I paid an exorbitant amount for this old postcard, but it was worth it.  This is the oldest picture I have of Waldron.  I don't know the year, but I think the old bank building in the background is still standing.  Can you imagine what life was like for these folks?

This old postcard fascinated me as a child; the time-lapse photography is amazing.  Sadly, the original postcard is lost; maybe when my Dad took it to the Waldron News for publication he never went back to pick it up.  I would give anything to find another copy!

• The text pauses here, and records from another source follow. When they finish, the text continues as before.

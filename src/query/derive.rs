//! Derived queries: turns a declared method name plus its parameter kinds into
//! a predicate tree over an entity.
//!
//! ```text
//! (find|read|get|query|stream|count|exists|delete|remove)
//!     [All] [Distinct] [(First|Top)[N]]
//!     By <Property><Operator> ((And|Or) <Property><Operator>)*
//!     [OrderBy (<Property>[Asc|Desc])+]
//! ```
//!
//! Properties are camel-case field paths resolved against the descriptors,
//! through relations and inline components (`OwnerAddressCity`). `And` binds
//! tighter than `Or`.

use std::sync::Arc;

use crate::context::Context;
use crate::error::{QueryError, Result};
use crate::model::{EntityDescriptor, Field, FieldKind};
use crate::query::builder::QueryBuilder;
use crate::query::compiler::Statement;
use crate::query::dml::DeleteBuilder;
use crate::query::metamodel::Metamodel;
use crate::query::predicate::{Operand, Operator, Predicate};
use crate::query::template::ColumnRef;
use crate::value::{Record, Value};

/// What a derived method does with the matching rows.
#[derive(Clone, Copy, Debug, Eq, PartialEq)]
pub enum Subject {
    Find,
    Count,
    Exists,
    Delete,
}

/// Declared shape of one method parameter.
#[derive(Clone, Copy, Debug, Eq, PartialEq)]
pub enum ParamKind {
    /// Single scalar value.
    Scalar,
    /// Collection of scalars.
    Collection,
    /// Entity instance.
    Entity,
}

/// Argument bound to a derived method call.
#[derive(Clone, Debug, PartialEq)]
pub enum Arg {
    Scalar(Value),
    Collection(Vec<Value>),
    Entity(Record),
}

impl Arg {
    pub fn kind(&self) -> ParamKind {
        match self {
            Arg::Scalar(_) => ParamKind::Scalar,
            Arg::Collection(_) => ParamKind::Collection,
            Arg::Entity(_) => ParamKind::Entity,
        }
    }
}

macro_rules! scalar_arg {
    ($($source:ty),* $(,)?) => {
        $(
            impl From<$source> for Arg {
                fn from(value: $source) -> Self {
                    Arg::Scalar(value.into())
                }
            }
        )*
    };
}

scalar_arg!(Value, &str, String, bool, i64, i32, f64, Vec<u8>, &[u8]);

/// One `<Property><Operator>` part of a method name.
#[derive(Clone, Debug, PartialEq)]
pub struct Condition {
    pub path: Metamodel,
    pub op: Operator,
}

impl Condition {
    fn arity(&self) -> usize {
        match self.op {
            Operator::Between => 2,
            op if op.arity() == Some(0) => 0,
            _ => 1,
        }
    }
}

/// Parsed method name, validated against the entity and parameter kinds.
#[derive(Clone, Debug, PartialEq)]
pub struct DerivedQuery {
    pub entity: String,
    pub subject: Subject,
    pub distinct: bool,
    pub limit: Option<u64>,
    /// Disjunction of conjunctions.
    pub conditions: Vec<Vec<Condition>>,
    pub order: Vec<(Metamodel, bool)>,
    params: Vec<ParamKind>,
}

const SUFFIXES: &[(&[&str], Operator)] = &[
    (&["Is", "Not", "Null"], Operator::IsNotNull),
    (&["Greater", "Than", "Equal"], Operator::GreaterOrEqual),
    (&["Less", "Than", "Equal"], Operator::LessOrEqual),
    (&["Is", "Null"], Operator::IsNull),
    (&["Not", "Null"], Operator::IsNotNull),
    (&["Not", "Like"], Operator::NotLike),
    (&["Not", "In"], Operator::NotIn),
    (&["Greater", "Than"], Operator::Greater),
    (&["Less", "Than"], Operator::Less),
    (&["Is", "True"], Operator::IsTrue),
    (&["Is", "False"], Operator::IsFalse),
    (&["Null"], Operator::IsNull),
    (&["Like"], Operator::Like),
    (&["In"], Operator::In),
    (&["Between"], Operator::Between),
    (&["Not"], Operator::NotEquals),
    (&["True"], Operator::IsTrue),
    (&["False"], Operator::IsFalse),
    (&["Equals"], Operator::Equals),
    (&["Is"], Operator::Equals),
];

impl DerivedQuery {
    /// Parses `method` for `entity`, checking that `params` line up with the
    /// conditions it declares.
    pub fn parse(ctx: &Context, entity: &str, method: &str, params: &[ParamKind]) -> Result<Self> {
        let descriptor = ctx.descriptor(entity)?;
        let words = camel_words(method);
        let invalid = |message: &str| {
            QueryError::InvalidArgument(format!("derived method '{method}': {message}"))
        };
        let (subject_word, rest) = words
            .split_first()
            .ok_or_else(|| invalid("empty method name"))?;
        let subject = match subject_word.as_str() {
            "find" | "read" | "get" | "query" | "stream" => Subject::Find,
            "count" => Subject::Count,
            "exists" => Subject::Exists,
            "delete" | "remove" => Subject::Delete,
            other => return Err(invalid(&format!("unknown subject '{other}'"))),
        };

        let by = rest.iter().position(|w| w == "By");
        let (modifiers, body) = match by {
            Some(pos) => (&rest[..pos], &rest[pos + 1..]),
            None => (rest, &rest[rest.len()..]),
        };
        let mut distinct = false;
        let mut limit = None;
        let mut i = 0;
        while i < modifiers.len() {
            match modifiers[i].as_str() {
                "All" => {}
                "Distinct" => distinct = true,
                "First" | "Top" => {
                    let count = modifiers
                        .get(i + 1)
                        .and_then(|w| w.parse::<u64>().ok());
                    if count.is_some() {
                        i += 1;
                    }
                    limit = Some(count.unwrap_or(1));
                }
                other => return Err(invalid(&format!("unexpected '{other}' before By"))),
            }
            i += 1;
        }
        if limit.is_some() && subject != Subject::Find {
            return Err(invalid("First/Top only apply to find methods"));
        }

        let order_at = body
            .windows(2)
            .position(|pair| pair[0] == "Order" && pair[1] == "By");
        let (filter_words, order_words) = match order_at {
            Some(pos) => (&body[..pos], &body[pos + 2..]),
            None => (body, &body[body.len()..]),
        };
        if by.is_some() && filter_words.is_empty() && order_at.is_none() {
            return Err(invalid("By names no property"));
        }

        let mut conditions = Vec::new();
        if !filter_words.is_empty() {
            for group in split_on(filter_words, "Or") {
                let mut conjunction = Vec::new();
                for part in split_on(group, "And") {
                    if part.is_empty() {
                        return Err(invalid("dangling And/Or"));
                    }
                    conjunction.push(parse_condition(ctx, &descriptor, part, method)?);
                }
                conditions.push(conjunction);
            }
        }

        let mut order = Vec::new();
        let mut start = 0;
        for (i, word) in order_words.iter().enumerate() {
            if word == "Asc" || word == "Desc" {
                let property = &order_words[start..i];
                order.push((resolve(ctx, &descriptor, property, method)?, word == "Desc"));
                start = i + 1;
            }
        }
        if start < order_words.len() {
            order.push((resolve(ctx, &descriptor, &order_words[start..], method)?, false));
        }
        if order_at.is_some() && order.is_empty() {
            return Err(invalid("OrderBy names no property"));
        }

        let query = DerivedQuery {
            entity: descriptor.name().to_owned(),
            subject,
            distinct,
            limit,
            conditions,
            order,
            params: params.to_vec(),
        };
        query.check_params(method)?;
        Ok(query)
    }

    fn flat_conditions(&self) -> impl Iterator<Item = &Condition> {
        self.conditions.iter().flatten()
    }

    fn check_params(&self, method: &str) -> Result<()> {
        let expected: usize = self.flat_conditions().map(Condition::arity).sum();
        if expected != self.params.len() {
            return Err(QueryError::InvalidArgument(format!(
                "derived method '{method}' takes {expected} parameter(s), {} declared",
                self.params.len()
            )));
        }
        let mut params = self.params.iter();
        for condition in self.flat_conditions() {
            for _ in 0..condition.arity() {
                let Some(&kind) = params.next() else { break };
                let ok = match condition.op {
                    Operator::In | Operator::NotIn => kind == ParamKind::Collection,
                    Operator::Equals | Operator::NotEquals => kind != ParamKind::Collection,
                    _ => kind == ParamKind::Scalar,
                };
                if !ok {
                    return Err(QueryError::InvalidArgument(format!(
                        "derived method '{method}': {kind:?} parameter cannot feed {:?} on '{}'",
                        condition.op, condition.path
                    )));
                }
            }
        }
        Ok(())
    }

    /// Number of arguments a call binds.
    pub fn arity(&self) -> usize {
        self.params.len()
    }

    /// Builds the predicate tree for one call.
    pub fn predicate(&self, args: &[Arg]) -> Result<Option<Predicate>> {
        if args.len() != self.params.len() {
            return Err(QueryError::InvalidArgument(format!(
                "expected {} argument(s), got {}",
                self.params.len(),
                args.len()
            )));
        }
        for (arg, kind) in args.iter().zip(&self.params) {
            if arg.kind() != *kind {
                return Err(QueryError::InvalidArgument(format!(
                    "argument {arg:?} does not match declared {kind:?}"
                )));
            }
        }
        let mut args = args.iter().cloned();
        let mut disjunction = Vec::with_capacity(self.conditions.len());
        for group in &self.conditions {
            let mut conjunction = Vec::with_capacity(group.len());
            for condition in group {
                let operands: Vec<Operand> = (&mut args)
                    .take(condition.arity())
                    .map(|arg| match arg {
                        Arg::Scalar(value) => Operand::Value(value),
                        Arg::Collection(values) => Operand::List(values),
                        Arg::Entity(record) => Operand::Entity(record),
                    })
                    .collect();
                conjunction.push(Predicate::compare(
                    ColumnRef::new(condition.path.clone()),
                    condition.op,
                    operands,
                ));
            }
            disjunction.push(match conjunction.len() {
                1 => conjunction.remove(0),
                _ => Predicate::And(conjunction),
            });
        }
        Ok(match disjunction.len() {
            0 => None,
            1 => Some(disjunction.remove(0)),
            _ => Some(Predicate::Or(disjunction)),
        })
    }

    /// Select builder for find/count/exists subjects.
    pub fn to_builder(&self, args: &[Arg]) -> Result<QueryBuilder> {
        let mut builder = QueryBuilder::new(self.entity.clone());
        if let Some(predicate) = self.predicate(args)? {
            builder = builder.filter(predicate);
        }
        if self.distinct {
            builder = builder.distinct();
        }
        for (path, desc) in &self.order {
            builder = if *desc {
                builder.order_by_desc(path.clone())
            } else {
                builder.order_by(path.clone())
            };
        }
        if let Some(limit) = self.limit {
            builder = builder.limit(limit);
        }
        Ok(builder)
    }

    /// Compiles the statement for one call.
    pub fn to_statement(&self, ctx: &Context, args: &[Arg]) -> Result<Statement> {
        match self.subject {
            Subject::Find => self.to_builder(args)?.to_statement(ctx),
            Subject::Count => self.to_builder(args)?.to_count_statement(ctx),
            Subject::Exists => self.to_builder(args)?.to_exists_statement(ctx),
            Subject::Delete => {
                let delete = DeleteBuilder::new(self.entity.clone());
                let delete = match self.predicate(args)? {
                    Some(predicate) => delete.filter(predicate),
                    None => delete.unsafe_all(),
                };
                delete.to_statement(ctx)
            }
        }
    }
}

fn parse_condition(
    ctx: &Context,
    descriptor: &Arc<EntityDescriptor>,
    words: &[String],
    method: &str,
) -> Result<Condition> {
    for (suffix, op) in SUFFIXES {
        if words.len() <= suffix.len() {
            continue;
        }
        let split = words.len() - suffix.len();
        if words[split..].iter().zip(suffix.iter()).all(|(w, s)| w == s) {
            if let Some(path) = lookup_path(ctx, descriptor, &words[..split]) {
                return Ok(Condition { path, op: *op });
            }
        }
    }
    Ok(Condition {
        path: resolve(ctx, descriptor, words, method)?,
        op: Operator::Equals,
    })
}

fn resolve(
    ctx: &Context,
    descriptor: &Arc<EntityDescriptor>,
    words: &[String],
    method: &str,
) -> Result<Metamodel> {
    lookup_path(ctx, descriptor, words).ok_or_else(|| {
        QueryError::path(
            words.concat(),
            format!("derived method '{method}' names no property of '{}'", descriptor.name()),
        )
    })
}

fn lookup_path(ctx: &Context, descriptor: &Arc<EntityDescriptor>, words: &[String]) -> Option<Metamodel> {
    if words.is_empty() {
        return None;
    }
    let mut segments = Vec::new();
    if walk(ctx, descriptor, descriptor.fields(), words, &mut segments) {
        Some(Metamodel::parse(&segments.join(".")))
    } else {
        None
    }
}

/// Longest-prefix match of camel words against field names, descending
/// through relations and inline components.
fn walk(
    ctx: &Context,
    descriptor: &Arc<EntityDescriptor>,
    fields: &[Field],
    words: &[String],
    segments: &mut Vec<String>,
) -> bool {
    for take in (1..=words.len()).rev() {
        let candidate = words[..take].concat().to_ascii_lowercase();
        let Some(field) = fields
            .iter()
            .find(|f| f.name.replace('_', "").to_ascii_lowercase() == candidate)
        else {
            continue;
        };
        let rest = &words[take..];
        segments.push(field.name.clone());
        if rest.is_empty() {
            return true;
        }
        let found = match &field.kind {
            FieldKind::Column(_) => false,
            FieldKind::Inline { fields, .. } => walk(ctx, descriptor, fields, rest, segments),
            FieldKind::Relation(idx) => match ctx.descriptor(&descriptor.relation(*idx).target) {
                Ok(target) => walk(ctx, &target, target.fields(), rest, segments),
                Err(_) => false,
            },
        };
        if found {
            return true;
        }
        segments.pop();
    }
    false
}

fn split_on<'w>(words: &'w [String], separator: &str) -> Vec<&'w [String]> {
    words.split(|w| w == separator).collect()
}

/// Splits `findByOwnerLastName2` into `find`, `By`, `Owner`, `Last`, `Name`, `2`.
fn camel_words(name: &str) -> Vec<String> {
    let mut words = Vec::new();
    let mut current = String::new();
    for c in name.chars() {
        let boundary = match current.chars().last() {
            None => false,
            Some(prev) => {
                (c.is_ascii_uppercase() && !prev.is_ascii_uppercase())
                    || (c.is_ascii_digit() != prev.is_ascii_digit())
            }
        };
        if boundary {
            words.push(std::mem::take(&mut current));
        }
        current.push(c);
    }
    if !current.is_empty() {
        words.push(current);
    }
    words
}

 When going through some of my Dad's possessions after he passed away, I came across this incredible find; the shirt he wore when he was a projectionist for Waldron's only movie theater.  For most of it's existence, it has been known as The Scott Theater, but when it first started it was The Pines Theater.  My wife had this precious find professionally framed for me.


I love this old picture of Waldron from the 30s.  I don't own it; I borrowed it from the Encyclopedia of Arkansas History and Culture website.  Not a lot has changed in the past 80 years.


Here's another wonderful picture from the Encyclopedia of Arkansas website.  This one is looking south down Main Street.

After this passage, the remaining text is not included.